Menikahi wanita yang berbeda agama, maupun sebaliknya
Perempuan tidak boleh menikahi laki-laki yang bukan seorang Muslim. Seorang Muslim tidak boleh menikahi seorang yang tidak mengikuti keyakinan monotheis dalam menyembah Allah. Pernikahan antara seorang Muslim dengan seorang non Muslim atau murtad (seseorang yang telah keluar dari agama Islam) tidak dianggap sah karena perbedaan keyakinan tersebut. Hal ini dengan tegas Allah katakan dalam surat Al-Baqarah ayat 221.
Sedang dalam masa iddah
Yakni ketika seorang perempuan sedang dalam “periode tunggu” setelah perceraian atau kematian suami. Masa iddah ini memiliki ketentuan yang berbeda tergantung pada situasi dan kondisi wanita tersebut, di antaranya:
Perceraian hidup, tidak hamil, belum haid, atau sudah putus haid (menopause). Masa iddah dalam situasi ini adalah tiga bulan, sebagaimana dijelaskan dalam Surat al-Thalaq ayat 4.
Perceraian hidup, sudah dukhul (masuk dalam periode iddah) dan masih haid. Masa iddah dalam kondisi ini adalah tiga kali haid atau suci. Hal ini juga dijelaskan dalam Surat al-Baqarah ayat 228.
Cerai mati, masa iddah setelah kematian suami adalah empat bulan sepuluh hari, sebagaimana dijelaskan dalam Surat al-Baqarah ayat 234.
Dalam Islam, selama masa iddah, seorang wanita tidak diperbolehkan menikah dengan laki-laki lain. Ketentuan ini bersifat menghormati proses penguraian pernikahan sebelumnya dan memberikan kesempatan bagi pertimbangan yang matang sebelum memulai pernikahan yang baru. Selain prinsip-prinsip agama, ketentuan ini juga memiliki relevansi dengan hukum perkawinan di berbagai negara, termasuk yang diatur dalam Undang-Undang Perkawinan dan Kompilasi Hukum Islam di Indonesia.
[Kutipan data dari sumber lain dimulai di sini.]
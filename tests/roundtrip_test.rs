//! Round-trip tests against SQLite: a model applied to an empty database
//! and extracted again must compare equal to itself, and a migration
//! script must bring a database in line with a changed model.

use lattice::compare::{apply, compare, migration_script, CompareOptions, Difference};
use lattice::extract::{Connection, Extractor, SqliteConnection, SqliteExtractor};
use lattice::model::{
    Catalog, Column, Constraint, ForeignKey, Index, IndexColumn, ReferentialAction, TableRef,
};
use lattice::sql::{col, lit_bool, lit_int, lit_str, ExprExt, Length, Select, ValueType};
use lattice::Dialect;

fn department() -> TableRef {
    TableRef::new("main", "Department")
}

fn employee() -> TableRef {
    TableRef::new("main", "Employee")
}

/// Department <- Employee with defaults, keys, a check, a partial index
/// and a view: everything SQLite can hold and report back.
fn model() -> Catalog {
    let mut catalog = Catalog::new("hr", "main");

    let dept = catalog.create_table("main", "Department").unwrap();
    {
        let mut t = catalog.table_mut(&dept).unwrap();
        t.add_column(Column::new("Id", ValueType::Int64).not_null().identity(1, 1))
            .unwrap();
        t.add_column(Column::new("Name", ValueType::VarChar(Length::Fixed(50))).not_null())
            .unwrap();
        t.add_column(
            Column::new("Active", ValueType::Boolean)
                .not_null()
                .default_value(lit_bool(true)),
        )
        .unwrap();
        t.add_constraint(Constraint::primary_key("PK_Department", &["Id"]))
            .unwrap();
        t.add_constraint(Constraint::unique("UQ_Department_Name", &["Name"]))
            .unwrap();
    }

    let emp = catalog.create_table("main", "Employee").unwrap();
    {
        let mut t = catalog.table_mut(&emp).unwrap();
        t.add_column(Column::new("Id", ValueType::Int64).not_null().identity(1, 1))
            .unwrap();
        t.add_column(Column::new("DepartmentId", ValueType::Int64))
            .unwrap();
        t.add_column(
            Column::new("Salary", ValueType::Int32)
                .not_null()
                .default_value(lit_int(0)),
        )
        .unwrap();
        t.add_column(Column::new("Email", ValueType::Text).default_value(lit_str("")))
            .unwrap();
        t.add_constraint(Constraint::primary_key("PK_Employee", &["Id"]))
            .unwrap();
        t.add_constraint(
            ForeignKey::new(
                "FK_Employee_Department",
                &["DepartmentId"],
                dept.clone(),
                &["Id"],
            )
            .on_delete(ReferentialAction::Cascade)
            .into(),
        )
        .unwrap();
        t.add_constraint(Constraint::check(
            "CK_Employee_Salary",
            col("Salary").gte(lit_int(0)),
        ))
        .unwrap();
        t.add_index(
            Index::new(
                "IX_Employee_Salary",
                vec![IndexColumn::column("Salary").desc()],
            )
            .filter(col("Salary").gt(lit_int(0))),
        )
        .unwrap();
        t.add_index(Index::on_columns("IX_Employee_Department", &["DepartmentId"]))
            .unwrap();
    }

    catalog
        .create_view(
            "main",
            "DepartmentNames",
            Select::from_table(dept).column(col("Name")),
        )
        .unwrap();
    catalog
}

fn applied(catalog: &Catalog) -> SqliteConnection {
    lattice::telemetry::init_for_tests();
    let mut conn = SqliteConnection::open_in_memory().unwrap();
    let script = apply(catalog, Dialect::Sqlite).unwrap();
    conn.execute_batch(&script.to_sql(Dialect::Sqlite).unwrap())
        .unwrap();
    conn
}

fn shown(diffs: &[Difference]) -> Vec<String> {
    diffs.iter().map(|d| d.to_string()).collect()
}

#[test]
fn test_apply_then_extract_compares_equal() {
    let mut expected = model();
    let mut conn = applied(&expected);

    let (mut actual, report) = SqliteExtractor::new()
        .extract_with_report(&mut conn)
        .unwrap();
    assert!(report.is_complete(), "{:?}", report.not_extracted);

    let diffs = compare(&mut expected, &mut actual, &CompareOptions::new(Dialect::Sqlite));
    assert!(diffs.is_empty(), "{:#?}", shown(&diffs));
}

#[test]
fn test_extracted_objects() {
    let mut conn = applied(&model());
    let catalog = SqliteExtractor::new().extract(&mut conn).unwrap();

    let emp = catalog.table(&employee()).unwrap();
    let names: Vec<_> = emp.columns().iter().map(|c| c.name.as_str()).collect();
    assert_eq!(names, vec!["Id", "DepartmentId", "Salary", "Email"]);
    assert!(emp.column("Id").unwrap().identity.is_some());
    assert_eq!(emp.referenced_tables(), vec![&department()]);
    assert!(emp.index("IX_Employee_Salary").unwrap().filter.is_some());
    assert!(catalog
        .view(&TableRef::new("main", "DepartmentNames"))
        .is_some());
}

#[test]
fn test_live_differences_are_reported() {
    let mut expected = model();
    let mut conn = applied(&expected);
    conn.execute_batch(
        "DROP INDEX \"IX_Employee_Department\";
         CREATE TABLE \"Scratch\" (\"X\" INTEGER);",
    )
    .unwrap();

    let mut actual = SqliteExtractor::new().extract(&mut conn).unwrap();
    let diffs = compare(&mut expected, &mut actual, &CompareOptions::new(Dialect::Sqlite));
    assert_eq!(
        shown(&diffs),
        vec![
            "missing index main.Employee.IX_Employee_Department",
            "extra table main.Scratch",
        ]
    );
}

#[test]
fn test_views_can_be_ignored() {
    let mut expected = model();
    let mut conn = applied(&expected);
    conn.execute_batch("DROP VIEW \"DepartmentNames\";").unwrap();
    let mut actual = SqliteExtractor::new().extract(&mut conn).unwrap();

    let strict = compare(&mut expected, &mut actual, &CompareOptions::new(Dialect::Sqlite));
    assert_eq!(shown(&strict), vec!["missing view main.DepartmentNames"]);

    let lenient = CompareOptions::new(Dialect::Sqlite).ignore_views();
    assert!(compare(&mut expected, &mut actual, &lenient).is_empty());
}

#[test]
fn test_migration_brings_database_in_line() {
    let mut conn = applied(&model());

    let mut expected = model();
    expected
        .table_mut(&employee())
        .unwrap()
        .add_column(Column::new("Title", ValueType::Text))
        .unwrap();
    let project = expected.create_table("main", "Project").unwrap();
    {
        let mut t = expected.table_mut(&project).unwrap();
        t.add_column(Column::new("Id", ValueType::Int64).not_null().identity(1, 1))
            .unwrap();
        t.add_column(Column::new("DepartmentId", ValueType::Int64).not_null())
            .unwrap();
        t.add_constraint(Constraint::primary_key("PK_Project", &["Id"]))
            .unwrap();
        t.add_constraint(
            ForeignKey::new(
                "FK_Project_Department",
                &["DepartmentId"],
                department(),
                &["Id"],
            )
            .into(),
        )
        .unwrap();
    }

    let options = CompareOptions::new(Dialect::Sqlite);
    let mut actual = SqliteExtractor::new().extract(&mut conn).unwrap();
    let diffs = compare(&mut expected, &mut actual, &options);
    assert_eq!(
        shown(&diffs),
        vec!["missing column main.Employee.Title", "missing table main.Project"]
    );

    let script = migration_script(&expected, &actual, &diffs, Dialect::Sqlite).unwrap();
    conn.execute_batch(&script.to_sql(Dialect::Sqlite).unwrap())
        .unwrap();

    let mut migrated = SqliteExtractor::new().extract(&mut conn).unwrap();
    let remaining = compare(&mut expected, &mut migrated, &options);
    assert!(remaining.is_empty(), "{:#?}", shown(&remaining));
}

#[test]
fn test_migration_refuses_what_sqlite_cannot_alter() {
    let mut conn = applied(&model());
    let mut expected = model();
    expected
        .table_mut(&department())
        .unwrap()
        .add_constraint(Constraint::unique("UQ_Department_Active", &["Name", "Active"]))
        .unwrap();

    let mut actual = SqliteExtractor::new().extract(&mut conn).unwrap();
    let diffs = compare(&mut expected, &mut actual, &CompareOptions::new(Dialect::Sqlite));
    assert_eq!(diffs.len(), 1);
    assert!(diffs[0].is_missing());
    assert!(migration_script(&expected, &actual, &diffs, Dialect::Sqlite).is_err());
}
Sedang dalam kondisi ihram
Baik ihram haji maupun umrah. Namun setelah ihram selesai, maka perempuan boleh dinikahi oleh laki-laki yang kondisinya juga sudah lepas masa ihram. Rasulullah shallallahu ‘alaihi wa sallam bersabda, “Orang yang sedang ihram tidak boleh menikah atau melamar.”
Itu tadi larangan-larangan dalam pernikahan yang tidak boleh dilakukan dalam pernikahan menurut agama Islam. Tentunya, larangan ini bersifat mutlak dan wajib dipatuhi oleh setiap Muslim, karena berpengaruh dengan sah atau tidaknya suatu pernikahan itu sendiri.
Pastinya kamu mau pernikahan kamu dan pasangan berjalan dengan baik dan bahagia sampai akhir hayat, 'kan? Maka dari itu, jauhi larangan-larangan pernikahan di atas, ya!